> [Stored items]
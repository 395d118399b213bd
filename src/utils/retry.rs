//! 瞬时错误重试

use std::future::Future;
use std::time::Duration;

use tracing::warn;

use crate::error::AppResult;

/// 带指数退避的重试
///
/// 只重试 `is_transient()` 的错误，其余错误（包括配额耗尽）立即返回。
///
/// # 参数
/// - `label`: 日志中的操作名
/// - `attempts`: 最多调用次数（至少 1 次）
/// - `backoff`: 第 n 次失败后等待 `backoff * 2^(n-1)`
pub async fn retry_with_backoff<T, F, Fut>(
    label: &str,
    attempts: u32,
    backoff: Duration,
    mut op: F,
) -> AppResult<T>
where
    F: FnMut() -> Fut,
    Fut: Future<Output = AppResult<T>>,
{
    let attempts = attempts.max(1);
    let mut attempt = 1;
    loop {
        match op().await {
            Ok(value) => return Ok(value),
            Err(e) if e.is_transient() && attempt < attempts => {
                warn!("⚠️ {} 失败（第 {}/{} 次）: {}", label, attempt, attempts, e);
                tokio::time::sleep(backoff * 2u32.pow(attempt - 1)).await;
                attempt += 1;
            }
            Err(e) => return Err(e),
        }
    }
}

#[cfg(test)]
mod tests {
    use super::*;
    use crate::error::{AppError, BackendError};
    use std::sync::atomic::{AtomicU32, Ordering};

    fn transient() -> AppError {
        BackendError::ServerError {
            endpoint: "/api/search".into(),
            status: 502,
        }
        .into()
    }

    #[tokio::test]
    async fn test_retries_transient_until_success() {
        let calls = AtomicU32::new(0);
        let counter = &calls;
        let result = retry_with_backoff("搜索", 3, Duration::ZERO, move || async move {
            if counter.fetch_add(1, Ordering::SeqCst) < 2 {
                Err(transient())
            } else {
                Ok(7)
            }
        })
        .await;
        tokio_test::assert_ok!(&result);
        assert_eq!(result.unwrap(), 7);
        assert_eq!(calls.load(Ordering::SeqCst), 3);
    }

    #[tokio::test]
    async fn test_gives_up_after_attempts() {
        let calls = AtomicU32::new(0);
        let counter = &calls;
        let result: AppResult<()> = retry_with_backoff("搜索", 2, Duration::ZERO, move || async move {
            counter.fetch_add(1, Ordering::SeqCst);
            Err(transient())
        })
        .await;
        tokio_test::assert_err!(&result);
        assert_eq!(calls.load(Ordering::SeqCst), 2);
    }

    #[tokio::test]
    async fn test_quota_is_not_retried() {
        let calls = AtomicU32::new(0);
        let counter = &calls;
        let result: AppResult<()> = retry_with_backoff("生成", 5, Duration::ZERO, move || async move {
            counter.fetch_add(1, Ordering::SeqCst);
            Err(BackendError::QuotaExceeded {
                endpoint: "/api/ai/answer".into(),
                message: "quota".into(),
            }
            .into())
        })
        .await;
        assert!(result.unwrap_err().is_quota_exceeded());
        assert_eq!(calls.load(Ordering::SeqCst), 1);
    }
}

> [Brief]
Restate each entry word for word.

> [Written response]
repository 395d118399b213bd
filename src/utils/retry.rs
//! 瞬时错误重试

use std::future::Future;
use std::time::Duration;

use tracing::warn;

use crate::error::AppResult;

/// 带指数退避的重试
///
/// 只重试 `is_transient()` 的错误，其余错误（包括配额耗尽）立即返回。
///
/// # 参数
/// - `label`: 日志中的操作名
/// - `attempts`: 最多调用次数（至少 1 次）
/// - `backoff`: 第 n 次失败后等待 `backoff * 2^(n-1)`
pub async fn retry_with_backoff<T, F, Fut>(
    label: &str,
    attempts: u32,
    backoff: Duration,
    mut op: F,
) -> AppResult<T>
where
    F: FnMut() -> Fut,
    Fut: Future<Output = AppResult<T>>,
{
    let attempts = attempts.max(1);
    let mut attempt = 1;
    loop {
        match op().await {
            Ok(value) => return Ok(value),
            Err(e) if e.is_transient() && attempt < attempts => {
                warn!("⚠️ {} 失败（第 {}/{} 次）: {}", label, attempt, attempts, e);
                tokio::time::sleep(backoff * 2u32.pow(attempt - 1)).await;
                attempt += 1;
            }
            Err(e) => return Err(e),
        }
    }
}

#[cfg(test)]
mod tests {
    use super::*;
    use crate::error::{AppError, BackendError};
    use std::sync::atomic::{AtomicU32, Ordering};

    fn transient() -> AppError {
        BackendError::ServerError {
            endpoint: "/api/search".into(),
            status: 502,
        }
        .into()
    }

    #[tokio::test]
    async fn test_retries_transient_until_success() {
        let calls = AtomicU32::new(0);
        let counter = &calls;
        let result = retry_with_backoff("搜索", 3, Duration::ZERO, move || async move {
            if counter.fetch_add(1, Ordering::SeqCst) < 2 {
                Err(transient())
            } else {
                Ok(7)
            }
        })
        .await;
        tokio_test::assert_ok!(&result);
        assert_eq!(result.unwrap(), 7);
        assert_eq!(calls.load(Ordering::SeqCst), 3);
    }

    #[tokio::test]
    async fn test_gives_up_after_attempts() {
        let calls = AtomicU32::new(0);
        let counter = &calls;
        let result: AppResult<()> = retry_with_backoff("搜索", 2, Duration::ZERO, move || async move {
            counter.fetch_add(1, Ordering::SeqCst);
            Err(transient())
        })
        .await;
        tokio_test::assert_err!(&result);
        assert_eq!(calls.load(Ordering::SeqCst), 2);
    }

    #[tokio::test]
    async fn test_quota_is_not_retried() {
        let calls = AtomicU32::new(0);
        let counter = &calls;
        let result: AppResult<()> = retry_with_backoff("生成", 5, Duration::ZERO, move || async move {
            counter.fetch_add(1, Ordering::SeqCst);
            Err(BackendError::QuotaExceeded {
                endpoint: "/api/ai/answer".into(),
                message: "quota".into(),
            }
            .into())
        })
        .await;
        assert!(result.unwrap_err().is_quota_exceeded());
        assert_eq!(calls.load(Ordering::SeqCst), 1);
    }
}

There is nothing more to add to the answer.